Max Cleland volunteered to fight in Vietnam, and was rewarded with the Silver Star for his "gallantry in action." But he did not escape the brutality of the war; he lost both legs and his right arm when a fellow soldier accidentally dropped a grenade.

When he returned home, he chose a life of public service and politics, serving variously as a Veterans Administration chief, a state legislator and eventually a U.S. senator representing his home state of Georgia. His public-sector career lasted until 2002, when he lost his U.S. Senate seat to Republican challenger Saxby Chambliss.

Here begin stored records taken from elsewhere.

// src/config.rs
use crate::domain::booking::RefundPolicy;
use crate::domain::errors::{AppError, AppResult};
use dotenv::dotenv;
use rust_decimal::Decimal;
use serde::{Deserialize, Serialize};
use std::env;
use std::fs::File;
use std::io::Read;
use std::path::Path;

/// Booking service configuration
#[derive(Debug, Clone, Serialize, Deserialize)]
pub struct Config {
    /// Service-level settings
    pub service: ServiceConfig,

    /// Refund policy settings
    pub refund: RefundConfig,

    /// Logging configuration
    pub logging: LoggingConfig,
}

#[derive(Debug, Clone, Serialize, Deserialize)]
pub struct ServiceConfig {
    /// Currency used for wallets and bookings (e.g. "VND")
    pub default_currency: String,
}

/// Refund windows measured in hours before the scheduled start.
#[derive(Debug, Clone, Serialize, Deserialize)]
pub struct RefundConfig {
    /// Cancellations at least this far out are refunded in full
    pub full_refund_hours: i64,

    /// Cancellations at least this far out get the partial percentage
    pub partial_refund_hours: i64,

    /// Partial refund percentage (e.g. 50)
    pub partial_refund_percent: Decimal,
}

impl RefundConfig {
    pub fn to_policy(&self) -> RefundPolicy {
        RefundPolicy {
            full_refund_hours: self.full_refund_hours,
            partial_refund_hours: self.partial_refund_hours,
            partial_refund_percent: self.partial_refund_percent,
        }
    }
}

/// Logging configuration
#[derive(Debug, Clone, Serialize, Deserialize)]
pub struct LoggingConfig {
    /// Log level (e.g., "info", "debug", "warn", "error")
    pub level: String,

    /// Log to file
    pub to_file: bool,

    /// Log file path
    pub file_path: Option<String>,
}

impl Config {
    /// Load configuration from environment variables
    pub fn from_env() -> AppResult<Self> {
        // Load .env file if it exists
        dotenv().ok();

        let defaults = RefundPolicy::default();

        let service = ServiceConfig {
            default_currency: env::var("DEFAULT_CURRENCY").unwrap_or_else(|_| "VND".to_string()),
        };

        let refund = RefundConfig {
            full_refund_hours: env::var("FULL_REFUND_HOURS")
                .ok()
                .and_then(|v| v.parse().ok())
                .unwrap_or(defaults.full_refund_hours),
            partial_refund_hours: env::var("PARTIAL_REFUND_HOURS")
                .ok()
                .and_then(|v| v.parse().ok())
                .unwrap_or(defaults.partial_refund_hours),
            partial_refund_percent: env::var("PARTIAL_REFUND_PERCENT")
                .ok()
                .and_then(|v| v.parse().ok())
                .unwrap_or(defaults.partial_refund_percent),
        };

        let logging = LoggingConfig {
            level: env::var("LOG_LEVEL").unwrap_or_else(|_| "info".to_string()),
            to_file: env::var("LOG_TO_FILE")
                .unwrap_or_else(|_| "false".to_string())
                .parse()
                .unwrap_or(false),
            file_path: env::var("LOG_FILE_PATH").ok(),
        };

        Ok(Config {
            service,
            refund,
            logging,
        })
    }

    /// Load configuration from a file
    pub fn from_file<P: AsRef<Path>>(path: P) -> AppResult<Self> {
        let mut file = File::open(path)
            .map_err(|e| AppError::Config(format!("Failed to open config file: {}", e)))?;

        let mut contents = String::new();
        file.read_to_string(&mut contents)
            .map_err(|e| AppError::Config(format!("Failed to read config file: {}", e)))?;

        let config: Config = serde_json::from_str(&contents)
            .map_err(|e| AppError::Config(format!("Failed to parse config file: {}", e)))?;

        Ok(config)
    }

    /// Save configuration to a file
    pub fn to_file<P: AsRef<Path>>(&self, path: P) -> AppResult<()> {
        let contents = serde_json::to_string_pretty(self)
            .map_err(|e| AppError::Config(format!("Failed to serialize config: {}", e)))?;

        std::fs::write(path, contents)
            .map_err(|e| AppError::Config(format!("Failed to write config file: {}", e)))?;

        Ok(())
    }

    /// Initialize logging based on configuration
    pub fn init_logging(&self) -> AppResult<()> {
        let mut builder = env_logger::Builder::new();

        let log_level = match self.logging.level.to_lowercase().as_str() {
            "trace" => log::LevelFilter::Trace,
            "debug" => log::LevelFilter::Debug,
            "info" => log::LevelFilter::Info,
            "warn" => log::LevelFilter::Warn,
            "error" => log::LevelFilter::Error,
            _ => log::LevelFilter::Info,
        };

        builder.filter_level(log_level);

        if self.logging.to_file {
            if let Some(file_path) = &self.logging.file_path {
                let file = File::create(file_path)
                    .map_err(|e| AppError::Config(format!("Failed to create log file: {}", e)))?;

                builder.target(env_logger::Target::Pipe(Box::new(file)));
            }
        }

        builder.init();

        Ok(())
    }
}

impl Default for Config {
    fn default() -> Self {
        let defaults = RefundPolicy::default();
        Self {
            service: ServiceConfig {
                default_currency: "VND".to_string(),
            },
            refund: RefundConfig {
                full_refund_hours: defaults.full_refund_hours,
                partial_refund_hours: defaults.partial_refund_hours,
                partial_refund_percent: defaults.partial_refund_percent,
            },
            logging: LoggingConfig {
                level: "info".to_string(),
                to_file: false,
                file_path: None,
            },
        }
    }
}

During that heated campaign, Chambliss ran misleading and negative ads, using Cleland's procedural votes on setting up the Department of Homeland Security to challenge the sitting senator's national-security credentials and to question his patriotism. Cleland has said that politics and public service had long been the things that gave him purpose — they allowed him to "focus on something outside myself" — and that the end of that career left him "back dying on the battlefield." After 9/11, the loss of his Senate seat and the invasion of Iraq, Cleland suffered a relapse of a long-dormant case of post-traumatic stress disorder and entered Walter Reed hospital for treatment.

His new memoir — titled Heart of a Patriot: How I Found the Courage to Survive Vietnam, Walter Reed and Karl Rove — is his account of his idyllic Georgia childhood, his life-altering wartime experience and the dark days that followed the end of his Senate career. He joins Terry Gross for a conversation about those experiences.

Copyright 2023 Fresh Air. To see more, visit Fresh Air.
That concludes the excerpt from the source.